//! Trainer attendance CLI - standalone session and attendance server

use clap::Parser;
use std::path::PathBuf;
use tracing_subscriber::{layer::SubscriberExt, util::SubscriberInitExt};
use trainer_attendance::config::expand_path;
use trainer_attendance::{Config, Core};

#[derive(Parser, Debug)]
#[command(name = "trainer-attendance")]
#[command(author = "LMS Team")]
#[command(version)]
#[command(about = "Trainer session tracking and daily attendance service", long_about = None)]
struct Args {
    /// Path to configuration file [default: ~/.trainer-attendance/config.toml]
    #[arg(short, long)]
    config: Option<PathBuf>,

    /// Override server port
    #[arg(short, long)]
    port: Option<u16>,

    /// Override server host
    #[arg(long)]
    host: Option<String>,

    /// Enable verbose logging
    #[arg(short, long)]
    verbose: bool,

    /// Initialize a new config file with defaults
    #[arg(long)]
    init: bool,
}

#[tokio::main]
async fn main() -> anyhow::Result<()> {
    let args = Args::parse();
    let config_path = args
        .config
        .as_deref()
        .map(expand_path)
        .unwrap_or_else(Config::default_path);

    // Handle --init flag before logging is configured from the file
    if args.init {
        let _log_guard = init_logging(args.verbose, None);
        if config_path.exists() {
            tracing::warn!("Config file already exists: {}", config_path.display());
            return Ok(());
        }
        Config::create_default(&config_path)?;
        tracing::info!("Created default config at: {}", config_path.display());
        return Ok(());
    }

    let mut config = if config_path.exists() {
        Config::from_file(&config_path)?
    } else {
        Config::default()
    };

    config.apply_env_overrides();
    if let Some(port) = args.port {
        config.server.port = port;
    }
    if let Some(host) = args.host {
        config.server.host = host;
    }

    let _log_guard = init_logging(args.verbose, config.logging.dir.as_deref());
    if !config_path.exists() {
        tracing::warn!(
            "Config file not found at {}, using defaults",
            config_path.display()
        );
    }

    let core = Core::new(config)?;
    tracing::info!("Database at {}", core.config.database_path().display());

    core.start_periodic_tasks();

    // Blocks until shutdown
    core.start_api_server().await?;

    Ok(())
}

/// Stdout logging, plus a daily-rolling file when a log directory is configured.
/// The returned guard must stay alive for file output to be flushed.
fn init_logging(
    verbose: bool,
    log_dir: Option<&std::path::Path>,
) -> Option<tracing_appender::non_blocking::WorkerGuard> {
    let log_level = if verbose { "debug" } else { "info" };
    let filter = tracing_subscriber::EnvFilter::try_from_default_env().unwrap_or_else(|_| {
        format!("trainer_attendance={},tower_http=debug", log_level).into()
    });

    let (file_layer, guard) = match log_dir {
        Some(dir) => {
            let appender = tracing_appender::rolling::daily(expand_path(dir), "attendance.log");
            let (writer, guard) = tracing_appender::non_blocking(appender);
            (
                Some(
                    tracing_subscriber::fmt::layer()
                        .with_ansi(false)
                        .with_writer(writer),
                ),
                Some(guard),
            )
        }
        None => (None, None),
    };

    tracing_subscriber::registry()
        .with(filter)
        .with(tracing_subscriber::fmt::layer())
        .with(file_layer)
        .init();

    guard
}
───
Give back precisely the lines above that start at the line containing "core.start_periodic_tasks();" and end at the line containing "let log_level = if", inclusive. No other lines belong in the output.

    core.start_periodic_tasks();

    // Blocks until shutdown
    core.start_api_server().await?;

    Ok(())
}

/// Stdout logging, plus a daily-rolling file when a log directory is configured.
/// The returned guard must stay alive for file output to be flushed.
fn init_logging(
    verbose: bool,
    log_dir: Option<&std::path::Path>,
) -> Option<tracing_appender::non_blocking::WorkerGuard> {
    let log_level = if verbose { "debug" } else { "info" };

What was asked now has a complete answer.